■ PROVIDED ENTRIES:
"""

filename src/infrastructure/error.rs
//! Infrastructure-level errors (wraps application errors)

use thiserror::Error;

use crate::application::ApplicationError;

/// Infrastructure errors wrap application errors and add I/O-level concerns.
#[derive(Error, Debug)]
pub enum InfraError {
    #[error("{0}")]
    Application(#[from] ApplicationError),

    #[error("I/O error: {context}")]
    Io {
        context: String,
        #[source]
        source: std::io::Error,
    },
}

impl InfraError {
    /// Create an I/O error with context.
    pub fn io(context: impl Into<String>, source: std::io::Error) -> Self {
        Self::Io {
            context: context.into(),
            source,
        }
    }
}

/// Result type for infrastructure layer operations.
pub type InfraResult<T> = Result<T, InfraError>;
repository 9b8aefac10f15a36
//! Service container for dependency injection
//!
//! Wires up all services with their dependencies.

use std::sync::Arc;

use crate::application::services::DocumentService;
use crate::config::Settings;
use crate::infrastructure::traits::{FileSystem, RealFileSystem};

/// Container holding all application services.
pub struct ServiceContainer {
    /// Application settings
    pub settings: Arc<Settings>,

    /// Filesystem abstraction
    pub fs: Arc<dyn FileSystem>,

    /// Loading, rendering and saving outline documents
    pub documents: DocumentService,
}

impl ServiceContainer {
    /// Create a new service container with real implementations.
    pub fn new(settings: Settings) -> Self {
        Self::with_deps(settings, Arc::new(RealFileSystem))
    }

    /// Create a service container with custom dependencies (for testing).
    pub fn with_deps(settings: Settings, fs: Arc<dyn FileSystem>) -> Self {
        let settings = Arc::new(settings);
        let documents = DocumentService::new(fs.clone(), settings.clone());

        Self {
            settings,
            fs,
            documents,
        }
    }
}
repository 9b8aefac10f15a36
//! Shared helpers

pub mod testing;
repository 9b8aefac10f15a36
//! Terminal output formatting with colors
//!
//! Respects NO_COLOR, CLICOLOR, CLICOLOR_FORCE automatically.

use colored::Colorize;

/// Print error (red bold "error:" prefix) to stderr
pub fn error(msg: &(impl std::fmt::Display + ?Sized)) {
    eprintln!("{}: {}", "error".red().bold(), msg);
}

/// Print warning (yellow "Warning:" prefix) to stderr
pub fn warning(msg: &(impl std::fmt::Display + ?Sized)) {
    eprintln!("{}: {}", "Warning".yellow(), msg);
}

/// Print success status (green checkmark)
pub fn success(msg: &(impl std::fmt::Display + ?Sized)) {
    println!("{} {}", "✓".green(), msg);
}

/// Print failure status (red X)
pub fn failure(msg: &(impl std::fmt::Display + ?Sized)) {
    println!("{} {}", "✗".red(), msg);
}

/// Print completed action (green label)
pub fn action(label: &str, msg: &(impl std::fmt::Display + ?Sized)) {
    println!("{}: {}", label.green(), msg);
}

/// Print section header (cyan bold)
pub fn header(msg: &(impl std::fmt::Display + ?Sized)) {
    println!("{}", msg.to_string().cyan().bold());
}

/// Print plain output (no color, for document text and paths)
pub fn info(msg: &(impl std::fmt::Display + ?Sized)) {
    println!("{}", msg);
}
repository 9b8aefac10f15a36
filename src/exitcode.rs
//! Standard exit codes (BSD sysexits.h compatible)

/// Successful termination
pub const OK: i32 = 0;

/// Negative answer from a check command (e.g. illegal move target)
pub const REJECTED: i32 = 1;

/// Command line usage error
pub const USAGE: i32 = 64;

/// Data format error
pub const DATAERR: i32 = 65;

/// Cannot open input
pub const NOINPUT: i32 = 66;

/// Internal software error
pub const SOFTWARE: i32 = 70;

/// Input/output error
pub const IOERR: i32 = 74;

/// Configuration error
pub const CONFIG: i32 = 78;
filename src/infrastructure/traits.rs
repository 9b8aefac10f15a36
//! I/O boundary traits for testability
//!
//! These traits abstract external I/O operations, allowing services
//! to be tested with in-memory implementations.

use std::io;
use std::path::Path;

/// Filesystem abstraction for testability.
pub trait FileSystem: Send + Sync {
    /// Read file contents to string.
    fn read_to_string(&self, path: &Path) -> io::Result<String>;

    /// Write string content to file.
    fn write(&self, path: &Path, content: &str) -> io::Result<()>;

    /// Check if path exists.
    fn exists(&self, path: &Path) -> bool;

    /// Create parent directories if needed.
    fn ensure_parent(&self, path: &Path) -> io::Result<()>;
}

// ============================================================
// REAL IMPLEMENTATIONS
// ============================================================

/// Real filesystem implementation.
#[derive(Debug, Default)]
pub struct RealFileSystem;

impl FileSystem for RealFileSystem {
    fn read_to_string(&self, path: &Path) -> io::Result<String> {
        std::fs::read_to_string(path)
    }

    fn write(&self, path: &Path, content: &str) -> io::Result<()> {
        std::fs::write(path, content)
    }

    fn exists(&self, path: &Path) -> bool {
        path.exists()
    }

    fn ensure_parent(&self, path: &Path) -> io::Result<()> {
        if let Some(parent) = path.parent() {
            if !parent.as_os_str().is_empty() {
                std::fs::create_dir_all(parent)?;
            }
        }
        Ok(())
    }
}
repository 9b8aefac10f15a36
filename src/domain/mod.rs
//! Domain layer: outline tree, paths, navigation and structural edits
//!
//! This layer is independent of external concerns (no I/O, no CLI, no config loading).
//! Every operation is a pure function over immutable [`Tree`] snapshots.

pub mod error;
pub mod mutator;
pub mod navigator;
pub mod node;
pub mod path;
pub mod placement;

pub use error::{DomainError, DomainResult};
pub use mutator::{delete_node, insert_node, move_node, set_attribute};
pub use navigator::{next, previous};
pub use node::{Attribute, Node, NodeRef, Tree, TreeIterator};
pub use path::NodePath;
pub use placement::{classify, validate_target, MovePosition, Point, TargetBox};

"""

■ REQUIREMENT:
Retyping the whole listing exactly is the task here.

■ ANSWER FOR THIS EXERCISE:
filename src/infrastructure/error.rs
//! Infrastructure-level errors (wraps application errors)

use thiserror::Error;

use crate::application::ApplicationError;

/// Infrastructure errors wrap application errors and add I/O-level concerns.
#[derive(Error, Debug)]
pub enum InfraError {
    #[error("{0}")]
    Application(#[from] ApplicationError),

    #[error("I/O error: {context}")]
    Io {
        context: String,
        #[source]
        source: std::io::Error,
    },
}

impl InfraError {
    /// Create an I/O error with context.
    pub fn io(context: impl Into<String>, source: std::io::Error) -> Self {
        Self::Io {
            context: context.into(),
            source,
        }
    }
}

/// Result type for infrastructure layer operations.
pub type InfraResult<T> = Result<T, InfraError>;
repository 9b8aefac10f15a36
//! Service container for dependency injection
//!
//! Wires up all services with their dependencies.

use std::sync::Arc;

use crate::application::services::DocumentService;
use crate::config::Settings;
use crate::infrastructure::traits::{FileSystem, RealFileSystem};

/// Container holding all application services.
pub struct ServiceContainer {
    /// Application settings
    pub settings: Arc<Settings>,

    /// Filesystem abstraction
    pub fs: Arc<dyn FileSystem>,

    /// Loading, rendering and saving outline documents
    pub documents: DocumentService,
}

impl ServiceContainer {
    /// Create a new service container with real implementations.
    pub fn new(settings: Settings) -> Self {
        Self::with_deps(settings, Arc::new(RealFileSystem))
    }

    /// Create a service container with custom dependencies (for testing).
    pub fn with_deps(settings: Settings, fs: Arc<dyn FileSystem>) -> Self {
        let settings = Arc::new(settings);
        let documents = DocumentService::new(fs.clone(), settings.clone());

        Self {
            settings,
            fs,
            documents,
        }
    }
}
repository 9b8aefac10f15a36
//! Shared helpers

pub mod testing;
repository 9b8aefac10f15a36
//! Terminal output formatting with colors
//!
//! Respects NO_COLOR, CLICOLOR, CLICOLOR_FORCE automatically.

use colored::Colorize;

/// Print error (red bold "error:" prefix) to stderr
pub fn error(msg: &(impl std::fmt::Display + ?Sized)) {
    eprintln!("{}: {}", "error".red().bold(), msg);
}

/// Print warning (yellow "Warning:" prefix) to stderr
pub fn warning(msg: &(impl std::fmt::Display + ?Sized)) {
    eprintln!("{}: {}", "Warning".yellow(), msg);
}

/// Print success status (green checkmark)
pub fn success(msg: &(impl std::fmt::Display + ?Sized)) {
    println!("{} {}", "✓".green(), msg);
}

/// Print failure status (red X)
pub fn failure(msg: &(impl std::fmt::Display + ?Sized)) {
    println!("{} {}", "✗".red(), msg);
}

/// Print completed action (green label)
pub fn action(label: &str, msg: &(impl std::fmt::Display + ?Sized)) {
    println!("{}: {}", label.green(), msg);
}

/// Print section header (cyan bold)
pub fn header(msg: &(impl std::fmt::Display + ?Sized)) {
    println!("{}", msg.to_string().cyan().bold());
}

/// Print plain output (no color, for document text and paths)
pub fn info(msg: &(impl std::fmt::Display + ?Sized)) {
    println!("{}", msg);
}
repository 9b8aefac10f15a36
filename src/exitcode.rs
//! Standard exit codes (BSD sysexits.h compatible)

/// Successful termination
pub const OK: i32 = 0;

/// Negative answer from a check command (e.g. illegal move target)
pub const REJECTED: i32 = 1;

/// Command line usage error
pub const USAGE: i32 = 64;

/// Data format error
pub const DATAERR: i32 = 65;

/// Cannot open input
pub const NOINPUT: i32 = 66;

/// Internal software error
pub const SOFTWARE: i32 = 70;

/// Input/output error
pub const IOERR: i32 = 74;

/// Configuration error
pub const CONFIG: i32 = 78;
filename src/infrastructure/traits.rs
repository 9b8aefac10f15a36
//! I/O boundary traits for testability
//!
//! These traits abstract external I/O operations, allowing services
//! to be tested with in-memory implementations.

use std::io;
use std::path::Path;

/// Filesystem abstraction for testability.
pub trait FileSystem: Send + Sync {
    /// Read file contents to string.
    fn read_to_string(&self, path: &Path) -> io::Result<String>;

    /// Write string content to file.
    fn write(&self, path: &Path, content: &str) -> io::Result<()>;

    /// Check if path exists.
    fn exists(&self, path: &Path) -> bool;

    /// Create parent directories if needed.
    fn ensure_parent(&self, path: &Path) -> io::Result<()>;
}

// ============================================================
// REAL IMPLEMENTATIONS
// ============================================================

/// Real filesystem implementation.
#[derive(Debug, Default)]
pub struct RealFileSystem;

impl FileSystem for RealFileSystem {
    fn read_to_string(&self, path: &Path) -> io::Result<String> {
        std::fs::read_to_string(path)
    }

    fn write(&self, path: &Path, content: &str) -> io::Result<()> {
        std::fs::write(path, content)
    }

    fn exists(&self, path: &Path) -> bool {
        path.exists()
    }

    fn ensure_parent(&self, path: &Path) -> io::Result<()> {
        if let Some(parent) = path.parent() {
            if !parent.as_os_str().is_empty() {
                std::fs::create_dir_all(parent)?;
            }
        }
        Ok(())
    }
}
repository 9b8aefac10f15a36
filename src/domain/mod.rs
//! Domain layer: outline tree, paths, navigation and structural edits
//!
//! This layer is independent of external concerns (no I/O, no CLI, no config loading).
//! Every operation is a pure function over immutable [`Tree`] snapshots.

pub mod error;
pub mod mutator;
pub mod navigator;
pub mod node;
pub mod path;
pub mod placement;

pub use error::{DomainError, DomainResult};
pub use mutator::{delete_node, insert_node, move_node, set_attribute};
pub use navigator::{next, previous};
pub use node::{Attribute, Node, NodeRef, Tree, TreeIterator};
pub use path::NodePath;
pub use placement::{classify, validate_target, MovePosition, Point, TargetBox};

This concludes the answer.